UK – New plans to increase pension contributions, cut benefits and raise the retirement age will be debated by the General Synod on Sunday in a bid to solve the Church of England’s pension crisis.
The threefold plan - unveiled by the Church’s Pensions Task Group earlier this week – aims to address the effects of longevity, low investment returns and government regulation.
According to the group, they “are aware of a strong groundswell of opinion that the church should be looking for a durable solution rather than a temporary fix”.
While the task group also examined the possibility of shutting the church’s defined benefit scheme, it recommended:
- An increase in contributions rates (from 33.8% to 39.8%) from already cash-strapped dioceses amounting to an extra £9.5m a year.
- A cut to clergy’s benefits.
- An assurance from the Church Commissioners to help out if called upon to do so.
- Clergy increase their service years from 37 to 40 before accruing a full pension.
“Taken together, the package would, in our judgment, be likely to preserve the defined benefits scheme for the foreseeable future without the need for radical change,” said the group.
The plan will also see increases in clergy pensions follow the retail price index rather than stipend increases – a move that will bring clergy pensions in line with other pensions, said the Church of England newspaper.
According to secretary Shaun Farrell of the Church of England’s pensions board, “We have concerns about any additional costs to the dioceses.
“We know that some are stretched a bit, but in the past few years quite a few of their financial positions have firmed up. Some are pushed more than others.”

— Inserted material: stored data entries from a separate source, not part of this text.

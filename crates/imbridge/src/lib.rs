//! imbridge: a backend adapter between an immediate-mode GUI library and a
//! host application.
//!
//! Each frame the adapter does two jobs:
//!
//! - **Input bridging.** The host's mouse and keyboard state is sampled into an
//!   [`InputSnapshot`], and only the changes since the previous tick are
//!   forwarded as [`GuiEvent`]s.
//! - **Draw translation.** The GUI's [`DrawData`] is copied into GPU vertex
//!   and index buffers that grow on demand. Each [`DrawCmd`] then becomes one
//!   clipped, textured indexed draw.
//!
//! # Quick Start
//!
//! ```no_run
//! use imbridge::app::{run, AppConfig, GuiApplication};
//! use imbridge::*;
//!
//! struct Hello {
//!     fonts: FontAtlas,
//! }
//!
//! impl GuiApplication for Hello {
//!     fn font_atlas(&mut self) -> &mut FontAtlas {
//!         &mut self.fonts
//!     }
//!
//!     fn frame(&mut self, io: &mut IoState) -> DrawData {
//!         io.drain_events();
//!         let Some(font) = self.fonts.texture_id() else {
//!             return DrawData::new(io.display_size);
//!         };
//!         let mut builder = DrawListBuilder::new(font, self.fonts.white_uv());
//!         builder.add_rect_filled(Vec2::new(20.0, 20.0), Vec2::new(200.0, 80.0), pack_color([200, 60, 60, 255]));
//!         let mut draw = DrawData::new(io.display_size);
//!         draw.lists.push(builder.build());
//!         draw
//!     }
//! }
//!
//! fn main() -> Result<()> {
//!     init_logging();
//!     run(Hello { fonts: FontAtlas::white(1, 1) }, AppConfig::default())
//! }
//! ```
//!
//! # Crates
//!
//! - `imbridge-core`: draw data, I/O, device traits, options, errors
//! - `imbridge-render`: texture registry, draw translator, wgpu and headless devices
//! - `imbridge-input`: host keys, snapshots, the input bridge, winit and clipboard glue

#![allow(clippy::missing_errors_doc)]
#![allow(clippy::must_use_candidate)]

mod adapter;
pub mod app;
mod init;

pub use adapter::GuiAdapter;
pub use init::init_logging;

// Re-export core types
pub use imbridge_core::{
    pack_color, AdapterOptions, BackendFlags, BridgeError, ClipboardBackend, DrawCmd, DrawData, DrawIdx,
    DrawList, DrawListBuilder, DrawVert, FontAtlas, FontAtlasPixels, FontAtlasSource, GraphicsDevice,
    GrowthPolicy, GuiEvent, GuiIo, GuiKey, IoState, MemoryClipboard, ModifierPolicy, MouseButton,
    NativeKeyData, RenderPass, Result, SamplerDescription, ScissorRect, TextureFormat, TextureId,
};
pub use imbridge_core::{Mat4, Vec2, Vec4};

// Re-export render types
pub use imbridge_render::{
    clamp_scissor, headless, GuiRenderer, TextureRegistry, WgpuDevice, WgpuTexture, WindowSurface,
};

// Re-export input types
pub use imbridge_input::{to_gui_key, HostKey, InputBridge, InputSnapshot, KeyboardState, MouseState, WinitInput};
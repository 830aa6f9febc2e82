//! Building input snapshots from winit window events.

use winit::event::{ElementState, Ime, MouseScrollDelta, WindowEvent};
use winit::keyboard::{KeyCode, PhysicalKey};

use imbridge_core::MouseButton;

use crate::host_key::HostKey;
use crate::snapshot::InputSnapshot;

/// Wheel lines per pixel of trackpad scrolling.
const PIXELS_TO_LINES: f32 = 0.1;

/// Tracks winit events between GUI ticks.
///
/// Feed every [`WindowEvent`] to [`handle_event`](Self::handle_event) and call
/// [`take_snapshot`](Self::take_snapshot) once per tick. Wheel movement
/// accumulates until it is taken.
#[derive(Debug, Clone, Default)]
pub struct WinitInput {
    snapshot: InputSnapshot,
}

impl WinitInput {
    pub fn new() -> Self {
        Self::default()
    }

    /// Updates the tracked state and returns characters typed by this event.
    ///
    /// Control characters are dropped; the GUI sees those as key events.
    pub fn handle_event(&mut self, event: &WindowEvent) -> Vec<char> {
        match event {
            WindowEvent::CursorMoved { position, .. } => {
                self.snapshot.mouse.x = position.x as f32;
                self.snapshot.mouse.y = position.y as f32;
            }
            WindowEvent::MouseWheel { delta, .. } => {
                self.snapshot.mouse.wheel += match delta {
                    MouseScrollDelta::LineDelta(_, y) => *y,
                    MouseScrollDelta::PixelDelta(pos) => pos.y as f32 * PIXELS_TO_LINES,
                };
            }
            WindowEvent::MouseInput { state, button, .. } => {
                if let Some(button) = mouse_button_from_winit(*button) {
                    self.snapshot
                        .mouse
                        .set(button, *state == ElementState::Pressed);
                }
            }
            WindowEvent::KeyboardInput { event, .. } => {
                let pressed = event.state == ElementState::Pressed;
                if let PhysicalKey::Code(code) = event.physical_key {
                    if let Some(key) = host_key_from_winit(code) {
                        self.snapshot.keyboard.set(key, pressed);
                    }
                }
                if pressed {
                    if let Some(text) = &event.text {
                        return text.chars().filter(|c| !c.is_control()).collect();
                    }
                }
            }
            WindowEvent::Ime(Ime::Commit(text)) => {
                return text.chars().filter(|c| !c.is_control()).collect();
            }
            WindowEvent::Focused(false) => {
                self.release_all();
            }
            _ => {}
        }
        Vec::new()
    }

    /// Releases every key and button, as after losing focus.
    pub fn release_all(&mut self) {
        self.snapshot.keyboard.clear();
        self.snapshot.mouse.left = false;
        self.snapshot.mouse.middle = false;
        self.snapshot.mouse.right = false;
    }

    /// Current state without consuming the wheel.
    pub fn snapshot(&self) -> &InputSnapshot {
        &self.snapshot
    }

    /// Current state; the wheel delta starts over from zero.
    pub fn take_snapshot(&mut self) -> InputSnapshot {
        let snapshot = self.snapshot.clone();
        self.snapshot.mouse.wheel = 0.0;
        snapshot
    }
}

pub fn mouse_button_from_winit(button: winit::event::MouseButton) -> Option<MouseButton> {
    match button {
        winit::event::MouseButton::Left => Some(MouseButton::Left),
        winit::event::MouseButton::Right => Some(MouseButton::Right),
        winit::event::MouseButton::Middle => Some(MouseButton::Middle),
        _ => None,
    }
}

/// Maps a winit physical key code to the host key at the same position.
pub fn host_key_from_winit(code: KeyCode) -> Option<HostKey> {
    let key = match code {
        KeyCode::KeyA => HostKey::A,
        KeyCode::KeyB => HostKey::B,
        KeyCode::KeyC => HostKey::C,
        KeyCode::KeyD => HostKey::D,
        KeyCode::KeyE => HostKey::E,
        KeyCode::KeyF => HostKey::F,
        KeyCode::KeyG => HostKey::G,
        KeyCode::KeyH => HostKey::H,
        KeyCode::KeyI => HostKey::I,
        KeyCode::KeyJ => HostKey::J,
        KeyCode::KeyK => HostKey::K,
        KeyCode::KeyL => HostKey::L,
        KeyCode::KeyM => HostKey::M,
        KeyCode::KeyN => HostKey::N,
        KeyCode::KeyO => HostKey::O,
        KeyCode::KeyP => HostKey::P,
        KeyCode::KeyQ => HostKey::Q,
        KeyCode::KeyR => HostKey::R,
        KeyCode::KeyS => HostKey::S,
        KeyCode::KeyT => HostKey::T,
        KeyCode::KeyU => HostKey::U,
        KeyCode::KeyV => HostKey::V,
        KeyCode::KeyW => HostKey::W,
        KeyCode::KeyX => HostKey::X,
        KeyCode::KeyY => HostKey::Y,
        KeyCode::KeyZ => HostKey::Z,
        KeyCode::Digit1 => HostKey::D1,
        KeyCode::Digit2 => HostKey::D2,
        KeyCode::Digit3 => HostKey::D3,
        KeyCode::Digit4 => HostKey::D4,
        KeyCode::Digit5 => HostKey::D5,
        KeyCode::Digit6 => HostKey::D6,
        KeyCode::Digit7 => HostKey::D7,
        KeyCode::Digit8 => HostKey::D8,
        KeyCode::Digit9 => HostKey::D9,
        KeyCode::Digit0 => HostKey::D0,
        KeyCode::Enter => HostKey::Return,
        KeyCode::Escape => HostKey::Escape,
        KeyCode::Backspace => HostKey::Backspace,
        KeyCode::Tab => HostKey::Tab,
        KeyCode::Space => HostKey::Space,
        KeyCode::Minus => HostKey::Minus,
        KeyCode::Equal => HostKey::Equals,
        KeyCode::BracketLeft => HostKey::LeftBracket,
        KeyCode::BracketRight => HostKey::RightBracket,
        KeyCode::Backslash => HostKey::Backslash,
        KeyCode::Semicolon => HostKey::Semicolon,
        KeyCode::Quote => HostKey::Apostrophe,
        KeyCode::Backquote => HostKey::Grave,
        KeyCode::Comma => HostKey::Comma,
        KeyCode::Period => HostKey::Period,
        KeyCode::Slash => HostKey::Slash,
        KeyCode::CapsLock => HostKey::CapsLock,
        KeyCode::F1 => HostKey::F1,
        KeyCode::F2 => HostKey::F2,
        KeyCode::F3 => HostKey::F3,
        KeyCode::F4 => HostKey::F4,
        KeyCode::F5 => HostKey::F5,
        KeyCode::F6 => HostKey::F6,
        KeyCode::F7 => HostKey::F7,
        KeyCode::F8 => HostKey::F8,
        KeyCode::F9 => HostKey::F9,
        KeyCode::F10 => HostKey::F10,
        KeyCode::F11 => HostKey::F11,
        KeyCode::F12 => HostKey::F12,
        KeyCode::PrintScreen => HostKey::PrintScreen,
        KeyCode::ScrollLock => HostKey::ScrollLock,
        KeyCode::Pause => HostKey::Pause,
        KeyCode::Insert => HostKey::Insert,
        KeyCode::Home => HostKey::Home,
        KeyCode::PageUp => HostKey::PageUp,
        KeyCode::Delete => HostKey::Delete,
        KeyCode::End => HostKey::End,
        KeyCode::PageDown => HostKey::PageDown,
        KeyCode::ArrowRight => HostKey::Right,
        KeyCode::ArrowLeft => HostKey::Left,
        KeyCode::ArrowDown => HostKey::Down,
        KeyCode::ArrowUp => HostKey::Up,
        KeyCode::NumLock => HostKey::NumLockClear,
        KeyCode::NumpadDivide => HostKey::KeypadDivide,
        KeyCode::NumpadMultiply => HostKey::KeypadMultiply,
        KeyCode::NumpadSubtract => HostKey::KeypadMinus,
        KeyCode::NumpadAdd => HostKey::KeypadPlus,
        KeyCode::NumpadEnter => HostKey::KeypadEnter,
        KeyCode::Numpad1 => HostKey::Keypad1,
        KeyCode::Numpad2 => HostKey::Keypad2,
        KeyCode::Numpad3 => HostKey::Keypad3,
        KeyCode::Numpad4 => HostKey::Keypad4,
        KeyCode::Numpad5 => HostKey::Keypad5,
        KeyCode::Numpad6 => HostKey::Keypad6,
        KeyCode::Numpad7 => HostKey::Keypad7,
        KeyCode::Numpad8 => HostKey::Keypad8,
        KeyCode::Numpad9 => HostKey::Keypad9,
        KeyCode::Numpad0 => HostKey::Keypad0,
        KeyCode::NumpadDecimal => HostKey::KeypadPeriod,
        KeyCode::IntlBackslash => HostKey::NonUsBackslash,
        KeyCode::ContextMenu => HostKey::Application,
        KeyCode::NumpadEqual => HostKey::KeypadEquals,
        KeyCode::F13 => HostKey::F13,
        KeyCode::F14 => HostKey::F14,
        KeyCode::F15 => HostKey::F15,
        KeyCode::F16 => HostKey::F16,
        KeyCode::F17 => HostKey::F17,
        KeyCode::F18 => HostKey::F18,
        KeyCode::F19 => HostKey::F19,
        KeyCode::F20 => HostKey::F20,
        KeyCode::F21 => HostKey::F21,
        KeyCode::F22 => HostKey::F22,
        KeyCode::F23 => HostKey::F23,
        KeyCode::F24 => HostKey::F24,
        KeyCode::ControlLeft => HostKey::LeftControl,
        KeyCode::ShiftLeft => HostKey::LeftShift,
        KeyCode::AltLeft => HostKey::LeftAlt,
        KeyCode::SuperLeft => HostKey::LeftMeta,
        KeyCode::ControlRight => HostKey::RightControl,
        KeyCode::ShiftRight => HostKey::RightShift,
        KeyCode::AltRight => HostKey::RightAlt,
        KeyCode::SuperRight => HostKey::RightMeta,
        _ => return None,
    };
    Some(key)
}
//! wgpu backend error types.

use thiserror::Error;

use imbridge_core::BridgeError;

/// Errors that can occur while setting up or driving the wgpu backend.
#[derive(Error, Debug)]
pub enum RenderError {
    /// Failed to create wgpu adapter.
    #[error("failed to create graphics adapter")]
    AdapterCreationFailed,

    /// Failed to create wgpu device.
    #[error("failed to create graphics device: {0}")]
    DeviceCreationFailed(#[from] wgpu::RequestDeviceError),

    /// Failed to create surface.
    #[error("failed to create surface: {0}")]
    SurfaceCreationFailed(#[from] wgpu::CreateSurfaceError),

    /// The surface reports no usable formats for this adapter.
    #[error("surface configuration failed")]
    SurfaceConfigurationFailed,

    /// Shader compilation failed.
    #[error("shader compilation failed: {0}")]
    ShaderCompilationFailed(String),

    /// Surface lost.
    #[error("surface lost")]
    SurfaceLost,

    /// Surface outdated.
    #[error("surface outdated")]
    SurfaceOutdated,

    /// Out of memory.
    #[error("out of memory")]
    OutOfMemory,

    /// Timeout waiting for GPU.
    #[error("timeout waiting for GPU")]
    Timeout,
}

impl From<wgpu::SurfaceError> for RenderError {
    fn from(err: wgpu::SurfaceError) -> Self {
        match err {
            wgpu::SurfaceError::Outdated => RenderError::SurfaceOutdated,
            wgpu::SurfaceError::OutOfMemory => RenderError::OutOfMemory,
            wgpu::SurfaceError::Timeout => RenderError::Timeout,
            _ => RenderError::SurfaceLost,
        }
    }
}

impl From<RenderError> for BridgeError {
    fn from(err: RenderError) -> Self {
        BridgeError::Device(err.to_string())
    }
}

/// A specialized Result type for wgpu backend setup.
pub type RenderResult<T> = std::result::Result<T, RenderError>;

According to the task group, other possibilities include shutting the defined benefit scheme or keeping it open with the Church Commissioners as permanent guarantor.
Should the Synod wish to proceed with either of these, “much more work” would have to be done by the group to assess financial implications not available in its current report, said the church newsletter.
“This latter option is explored only in a preliminary way because its feasibility raises a number of regulatory issues that the group will be exploring over the coming months,” said a statement from the church.
However, if the Synod gives the green light to the group’s recommended plan, a detailed implementation plan would be agreed as early as the first half of 2007.